A luta havia me trazido alguns inimigos, mas havia me trazido muito mais amigos. Tony, Cobra, até o próprio Andrew... a luta havia nos aproximado. O Chris havia começado a lutar apenas para me fazer companhia quando meu pai morreu, como numa espécie de terapia conjunta, mas eu sabia que com o passar do tempo, ele também tinha desenvolvido paixão pelo esporte. Porque era isso que a luta fazia por nós: nos unia.
Lutar pra mim não se tratava apenas de preparação fisica, saber atacar, defender, esquivar ou movimentar. Era muito mais que isso e eu compreendia a sua essência.
Um par de luvas e um saco de pancadas sempre seriam o melhor remédio pra mim.
Mas agora eu não tinha mais nada.
Absolutamente tudo que eu amava havia sido tirado de mim.
- Sei que parece que estou te dando uma notícia ruim, Luke. - ele tentou me tranquilizar - Mas na verdade, você é um guerreiro. Sair desse hospital sem qualquer sequela desse acidente faz de você um vencedor.
- Como pode não ser uma notícia ruim? - eu respondi, com raiva - Você entra aqui, fala que eu nunca mais vou poder subir num ringue novamente e acha que devo me sentir um vencedor?
Senti as lágrimas descerem dos meus olhos e alcançarem minha boca. O gosto salgado já era um bom e velho conhecido meu, mas ultimamente eu o estava sentindo mais do que gostaria.
- Luke, eu... - minha mãe falou, tentando me abraçar -
Me desvencilhei do abraço com o braço que não estava imobilizado e a empurrei pra longe de mim, levando minhas mãos ao rosto
- Eu vou dar um momento pra vocês. - o Dr.
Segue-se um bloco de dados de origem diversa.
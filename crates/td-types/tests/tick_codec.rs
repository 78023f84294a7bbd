use rstest::rstest;
use td_types::tick::{windows_ticks_to_utc, WINDOWS_TICKS_TO_UNIX_EPOCH};
use td_types::{Direction, Grouping, Tick};

const SAMPLED_LINE: &str =
    "15001,100.50,100.52,+0.25,u,1,101.00,99.80,aGFzaA==,0,100.51,638500000000000000,3";

#[test]
fn parses_a_sampled_tick() {
    let t = Tick::parse(SAMPLED_LINE, Grouping::Sampled).unwrap();
    assert_eq!(t.quote_id, 15001);
    assert_eq!(t.bid, 100.50);
    assert_eq!(t.ask, 100.52);
    assert_eq!(t.daily_change, 0.25);
    assert_eq!(t.dir, Direction::Up);
    assert!(t.tradable);
    assert_eq!(t.high, 101.00);
    assert_eq!(t.low, 99.80);
    assert_eq!(t.hash, "aGFzaA==");
    assert!(!t.call_only);
    assert_eq!(t.mid_price, 100.51);
    assert_eq!(t.field13, 3);
    assert_eq!(t.group, Grouping::Sampled);

    let expected_ns = (638_500_000_000_000_000i64 - WINDOWS_TICKS_TO_UNIX_EPOCH) * 100;
    assert_eq!(t.timestamp.timestamp_nanos_opt(), Some(expected_ns));
}

#[rstest]
#[case(WINDOWS_TICKS_TO_UNIX_EPOCH, 0)]
#[case(WINDOWS_TICKS_TO_UNIX_EPOCH + 1, 100)]
#[case(WINDOWS_TICKS_TO_UNIX_EPOCH + 10_000_000, 1_000_000_000)]
#[case(638_500_000_000_000_000, 1_714_403_200_000_000_000)]
fn windows_ticks_conversion(#[case] ticks: i64, #[case] expected_unix_ns: i64) {
    let ts = windows_ticks_to_utc(ticks);
    assert_eq!(ts.timestamp_nanos_opt(), Some(expected_unix_ns));
}

#[rstest]
#[case("G", Grouping::Grouped)]
#[case("S", Grouping::Sampled)]
#[case("D", Grouping::Delayed)]
#[case("C", Grouping::Candle1m)]
#[case("gp", Grouping::Grouped)]
#[case("sp", Grouping::Sampled)]
#[case("dp", Grouping::Delayed)]
#[case("c1m", Grouping::Candle1m)]
#[case("Grouped", Grouping::Grouped)]
#[case("Sampled", Grouping::Sampled)]
#[case("Delayed", Grouping::Delayed)]
#[case("Candle1Minute", Grouping::Candle1m)]
fn grouping_keys_map_by_first_char(#[case] key: &str, #[case] expected: Grouping) {
    assert_eq!(Grouping::from_key(key).unwrap(), expected);
}

#[rstest]
#[case("")]
#[case("x")]
#[case("1m")]
fn grouping_rejects_unknown_keys(#[case] key: &str) {
    assert!(Grouping::from_key(key).is_err());
}

#[rstest]
#[case("u", Direction::Up)]
#[case("up", Direction::Up)]
#[case("d", Direction::Down)]
#[case("down", Direction::Down)]
#[case("n", Direction::Unchanged)]
#[case("", Direction::Unchanged)]
fn direction_token_first_char(#[case] token: &str, #[case] expected: Direction) {
    let line = format!("1,1.0,1.1,0.0,{token},1,2.0,0.5,h,0,1.05,638500000000000000,3");
    assert_eq!(Tick::parse(&line, Grouping::Grouped).unwrap().dir, expected);
}

/// Rust's float formatting is shortest-round-trip, so stringifying a parsed
/// field and reparsing must reproduce the value bit for bit.
#[rstest]
#[case("0.1")]
#[case("107109.5")]
#[case("-0.3333333333333333")]
#[case("1e-12")]
fn numeric_fields_round_trip(#[case] repr: &str) {
    let line = format!("1,{repr},1.1,0.0,u,1,2.0,0.5,h,0,1.05,638500000000000000,3");
    let t = Tick::parse(&line, Grouping::Sampled).unwrap();
    let reparsed: f64 = format!("{}", t.bid).parse().unwrap();
    assert_eq!(reparsed.to_bits(), t.bid.to_bits());
}

#[test]
fn json_round_trip_preserves_every_field() {
    let t = Tick::parse(SAMPLED_LINE, Grouping::Delayed).unwrap();
    let json = serde_json::to_string(&t).unwrap();
    let back: Tick = serde_json::from_str(&json).unwrap();
    assert_eq!(back.quote_id, t.quote_id);
    assert_eq!(back.hash, t.hash);
    assert_eq!(back.timestamp, t.timestamp);
    assert_eq!(back.group, t.group);
    assert_eq!(back.field13, t.field13);
    assert_eq!(back.latency, t.latency);
}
Carson falou, saindo do quarto -
- Quem ele pensa que é pra entrar aqui e me dizer essas coisas? - gritei, revoltado - Quem ele acha que é pra me dizer que eu não posso mais lutar?
- Vai ficar tudo bem, meu irmão. - o Chris falou, se aproximando de mim - Lidaremos com o resto depois. Seja lá o que virá pela frente, enfrentaremos isso juntos, ok? Como sempre foi. Mas agora você está bem, e isso é tudo o que importa.
- Não, não é! - eu o empurrei pra longe de mim também - Lutar faz parte de quem eu sou! E eu não tenho mais nada, cara! Eu não tenho mais nada! - falei, entre lágrimas -
- Filho... - minha mãe tentou se aproximar de mim novamente, mas o Chris lançou um olhar pra ela que dizia que ele saberia lidar melhor com aquela situação, o que fez ela se afastar -
- Eu não posso... - eu solucei - Eu não vou deixar de lutar. Eu não vou fazer isso! Você me entende, Christopher? Eu não posso! Você me entende? - questionei choroso, implorando pela sua compreensão -
Mas ele não entendia. E talvez nunca fosse entender.
- Chris, eu não tenho mais nada... eu não posso deixar de lutar... eu não posso... - falei entre soluços - Você entende? Preciso que você diga que me entende!
Em vez de me responder, meu amigo se sentou a minha frente na minha cama, puxou minha cabeça e a colocou sobre um de seus ombros.
Ele não falou nada, mas, ainda assim, fez tudo que precisava ser feito. Me abraçou com força e esperou pacientemente que eu parasse de chorar.